Find a problem that you’d like solved
Great inventions usually start with a problem that you’d like solved. “I was tired of bending down, putting my hands in dirty water, wringing out a mop,” Mangano told ABC’s 20/20. “So I said, ‘There has got to be a better way.’” Many inventors suggest keeping a notebook of ideas. This approach is helpful whether you can immediately afford to proceed with your invention plan or not. Use your notebook to describe your thoughts and include sketches. Carry it with you so you can write down the problems and needs that you encounter daily.

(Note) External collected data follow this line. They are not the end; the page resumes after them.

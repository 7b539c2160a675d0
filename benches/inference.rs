//! Benchmarks for inference, edit closure and layout.

use criterion::{BatchSize, Criterion, black_box, criterion_group, criterion_main};
use rand::rngs::StdRng;
use rand::{Rng, SeedableRng};

use regula::atom::Atom;
use regula::closure;
use regula::infer::InferenceEngine;
use regula::kb::KnowledgeBase;
use regula::layout::layout;
use regula::rule::Rule;

const INPUTS: usize = 64;
const LAYERS: usize = 8;
const RULES_PER_LAYER: usize = 32;

/// A layered rule base: each rule draws 2-4 premises from the inputs and the
/// conclusions of earlier layers, so declaration order is layout-safe.
fn layered_kb(rng: &mut StdRng) -> KnowledgeBase {
    let mut names: Vec<String> = (0..INPUTS).map(|i| format!("in{i}")).collect();
    let mut kb = KnowledgeBase::new();
    for layer in 0..LAYERS {
        let mut produced = Vec::with_capacity(RULES_PER_LAYER);
        for r in 0..RULES_PER_LAYER {
            let label = format!("L{layer}_{r}");
            let count = rng.gen_range(2..=4);
            let premises: Vec<Atom> = (0..count)
                .map(|_| {
                    let name = &names[rng.gen_range(0..names.len())];
                    Atom::new(name, rng.gen_bool(0.25)).unwrap()
                })
                .collect();
            let rule = Rule::new(premises, Atom::positive(&label).unwrap()).unwrap();
            kb.append(rule).unwrap();
            produced.push(label);
        }
        names.extend(produced);
    }
    kb
}

fn seeds(rng: &mut StdRng) -> Vec<Atom> {
    (0..INPUTS)
        .filter(|_| rng.gen_bool(0.5))
        .map(|i| Atom::positive(&format!("in{i}")).unwrap())
        .collect()
}

fn bench_infer(c: &mut Criterion) {
    let mut rng = StdRng::seed_from_u64(0);
    let kb = layered_kb(&mut rng);
    let initial = seeds(&mut rng);
    let engine = InferenceEngine::default();

    c.bench_function("infer_256_rules", |bench| {
        bench.iter(|| black_box(engine.infer(&kb, initial.iter().cloned())))
    });
}

fn bench_closure(c: &mut Criterion) {
    let mut rng = StdRng::seed_from_u64(0);
    let kb = layered_kb(&mut rng);

    c.bench_function("remove_variable_256_rules", |bench| {
        bench.iter_batched(
            || kb.clone(),
            |mut kb| black_box(closure::remove_variable(&mut kb, "in0")),
            BatchSize::SmallInput,
        )
    });
}

fn bench_layout(c: &mut Criterion) {
    let mut rng = StdRng::seed_from_u64(0);
    let kb = layered_kb(&mut rng);

    c.bench_function("layout_256_rules", |bench| {
        bench.iter(|| black_box(layout(&kb)))
    });
}

criterion_group!(benches, bench_infer, bench_closure, bench_layout);
criterion_main!(benches);
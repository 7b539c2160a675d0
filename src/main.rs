//! regula CLI: propositional rule engine with an interactive rule graph.

use std::path::{Path, PathBuf};

use clap::{Parser, Subcommand, ValueEnum};
use miette::{IntoDiagnostic, Result};

use regula::atom::Atom;
use regula::config::{Config, InitialInputs};
use regula::export::{FactsExport, LayoutExport};
use regula::infer::InferenceEngine;
use regula::kb::KnowledgeBase;
use regula::layout::{GlyphSet, GlyphStyle, layout};
use regula::render;
use regula::rule::{load_rules, parse_premise};

#[derive(Parser)]
#[command(name = "regula", version, about = "Propositional forward-chaining rule engine")]
struct Cli {
    /// Rule file (one `A & !B -> R` rule per line). Defaults to the example base.
    #[arg(long, global = true)]
    rules: Option<PathBuf>,

    /// TOML configuration file.
    #[arg(long, global = true)]
    config: Option<PathBuf>,

    /// Draw connectors with ASCII characters.
    #[arg(long, global = true)]
    ascii: bool,

    /// Log inference and layout details to stderr.
    #[arg(long, short, global = true)]
    verbose: bool,

    #[command(subcommand)]
    command: Commands,
}

#[derive(Subcommand)]
enum Commands {
    /// Print the rule graph, then the facts before and after inference.
    Print {
        /// Initial facts (comma-separated, `!X` for an explicit negative fact).
        /// Defaults to every input.
        #[arg(long)]
        facts: Option<String>,
    },

    /// Run inference and list derived facts.
    Infer {
        /// Initial facts (comma-separated, `!X` for an explicit negative fact).
        #[arg(long, default_value = "")]
        facts: String,
    },

    /// Open the interactive session.
    Tui {
        /// Skip the start menu and open the graph with inputs set this way.
        #[arg(long, value_enum)]
        mode: Option<ModeArg>,
    },

    /// Export engine data as JSON.
    Export {
        #[command(subcommand)]
        action: ExportAction,
    },
}

#[derive(Subcommand)]
enum ExportAction {
    /// Export the layout model.
    Layout,
    /// Export facts after inference.
    Facts {
        /// Initial facts (comma-separated). Defaults to every input.
        #[arg(long)]
        facts: Option<String>,
    },
}

#[derive(Clone, Copy, ValueEnum)]
enum ModeArg {
    /// Every input on.
    On,
    /// Every input off.
    Off,
}

fn main() -> Result<()> {
    miette::set_hook(Box::new(|_| {
        Box::new(
            miette::MietteHandlerOpts::new()
                .terminal_links(true)
                .unicode(true)
                .context_lines(3)
                .build(),
        )
    }))
    .ok(); // Ignore error if hook already set (e.g., in tests)

    let cli = Cli::parse();

    let default_filter = if cli.verbose { "debug" } else { "warn" };
    tracing_subscriber::fmt()
        .with_env_filter(
            tracing_subscriber::EnvFilter::try_from_default_env()
                .unwrap_or_else(|_| tracing_subscriber::EnvFilter::new(default_filter)),
        )
        .with_writer(std::io::stderr)
        .init();

    let mut config = match &cli.config {
        Some(path) => Config::load(path)?,
        None => Config::default(),
    };
    if cli.ascii {
        config.glyphs = GlyphStyle::Ascii;
    }
    let glyphs = GlyphSet::for_style(config.glyphs);
    let kb = load_kb(cli.rules.as_deref())?;
    let engine = InferenceEngine::new(config.inference());

    match cli.command {
        Commands::Print { facts } => {
            let seeds = seeds_or_inputs(&kb, facts.as_deref())?;
            println!("\nKnowledge base:");
            print!("{}", render::render_text(&layout(&kb), &glyphs));

            let (after, _report) = engine.infer(&kb, seeds.clone());
            println!("Before inference:");
            print!("{}", render::render_facts(&seeds.into_iter().collect()));
            println!("\nAfter inference:");
            print!("{}", render::render_facts(&after));
        }

        Commands::Infer { facts } => {
            let seeds = parse_facts(&facts)?;
            let (after, report) = engine.infer(&kb, seeds);
            if report.derived.is_empty() {
                println!("Nothing derived.");
            } else {
                println!("Derived ({} passes):", report.passes);
                for d in &report.derived {
                    println!("  pass {}: {}", d.pass, d.conclusion);
                }
            }
            if !report.reached_fixpoint {
                println!("(stopped at the pass cap before reaching a fixpoint)");
            }
            print!("{}", render::render_facts(&after));
        }

        Commands::Tui { mode } => match mode {
            Some(mode) => {
                config.initial_inputs = match mode {
                    ModeArg::On => InitialInputs::AllOn,
                    ModeArg::Off => InitialInputs::AllOff,
                };
                regula::tui::launch_graph(kb, config)?;
            }
            None => regula::tui::launch(kb, config)?,
        },

        Commands::Export { action } => match action {
            ExportAction::Layout => {
                let export = LayoutExport::new(&kb, &layout(&kb), &glyphs);
                let json = serde_json::to_string_pretty(&export).into_diagnostic()?;
                println!("{json}");
            }
            ExportAction::Facts { facts } => {
                let seeds = seeds_or_inputs(&kb, facts.as_deref())?;
                let (after, report) = engine.infer(&kb, seeds);
                let export = FactsExport::new(&after, &report);
                let json = serde_json::to_string_pretty(&export).into_diagnostic()?;
                println!("{json}");
            }
        },
    }

    Ok(())
}

/// Load rules from `path`, or fall back to the example base.
fn load_kb(path: Option<&Path>) -> Result<KnowledgeBase> {
    let Some(path) = path else {
        return Ok(KnowledgeBase::example()?);
    };
    let rules = load_rules(path)?;
    let kb = KnowledgeBase::from_rules(rules)?;
    tracing::info!(path = %path.display(), rules = kb.len(), "loaded rule file");
    Ok(kb)
}

/// Parse a comma-separated fact list such as `A,B,!C`.
fn parse_facts(text: &str) -> Result<Vec<Atom>> {
    let mut atoms = Vec::new();
    for token in text.split(',').map(str::trim).filter(|t| !t.is_empty()) {
        atoms.push(parse_premise(token)?);
    }
    Ok(atoms)
}

/// Parse `text`, or default to every input of `kb` set true.
fn seeds_or_inputs(kb: &KnowledgeBase, text: Option<&str>) -> Result<Vec<Atom>> {
    match text {
        Some(text) => parse_facts(text),
        None => Ok(kb
            .variables()
            .into_iter()
            .filter_map(|name| Atom::positive(name).ok())
            .collect()),
    }
}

Even if you don’t have a solution, it will help document your ideas to spark future concepts.

Protect your idea
While it can be tricky to balance protecting your intellectual property while conducting market research, patent protection is essential. Inventor, entrepreneur and Shark Tank personality Lori Greiner advises against putting your unprotected idea online. “If you put it online, it can go around the world in a second, and someone will knock it off,” she says.
Believe in yourself
As you develop your business, there will be plenty of people who will undermine your efforts. Although it can be easy to feel vulnerable when you’re starting out, don’t let other people’s negativity compromise your drive. Look at Suzy Batiz, the CEO and founder of Poo-Pourri. In a recent Forbes interview, she revealed that “not one person thought my idea for Poo-Pourri was a good idea, and in fact, they all thought I was nuts—and here we are 13 years later and on the Forbes Richest Self-Made Women in America list!”
Test your ideas
Lindsay Cook, CEO and founder of the digital fitness app FitOn, suggests doing your own research. “Honestly, just try to test out your ideas before you go full steam. When I started this company, I began testing out ideas in a scrappy way with other women. I would do focus groups. I would try to get people in a room and ask them questions about what I was building and what their needs were in the health and fitness space—basically, any questions I could think of that would help lead us in the right direction to build a great product.”
Look for mentors
Kendra Scott, CEO, designer and philanthropist, recommends working with mentors, “The most important thing that I did to help me through my journey was always having really good mentors,” she says. “I wake up every day, and I’m running a company bigger than it was the night before. I still have amazing mentors who have run businesses bigger than mine, who I pick up the phone with and say, ‘Hey, this is happening. What are your thoughts? What do you think I should do here?’”
Be persistent
Persistence is the key to establishing a successful business. Daina Trout, founder of the number three kombucha brand, Health-Ade, shares, “Even in the farmers market days, I remember one brand in particular that started right around the same time as us. They had a great product, great brand and great packaging—the whole thing felt really spot on. Then by the end of the farmers market, they quit, and we quit our full-time jobs to grow Health-Ade. I don’t think it had to do with having the right product, I think it was that they gave up and we didn’t, we kept going. We kept pushing. We kept getting better. We kept forcing ourselves to evolve. I think that’s the key to success—it’s that hustle, that grit to get better and that relentless drive and tenacity.”
Don’t be afraid to fail
The last thing you want is to come up with an idea and, a few months later, see someone else bring it to market. If you feel like you have a great invention, don’t wait. Lori Greiner encourages aspiring entrepreneurs to gain wisdom from tough times. “You learn the most from what you consider failures or difficulties,” Greiner shares. “I look at them as the greatest and most valuable lessons. There are no failures in life, just great lessons.”
Ultimately, listen to your intuition. If deep inside you know that your idea could become a successful business, don’t be afraid to take a risk. It’s better to try and fail than fail to try.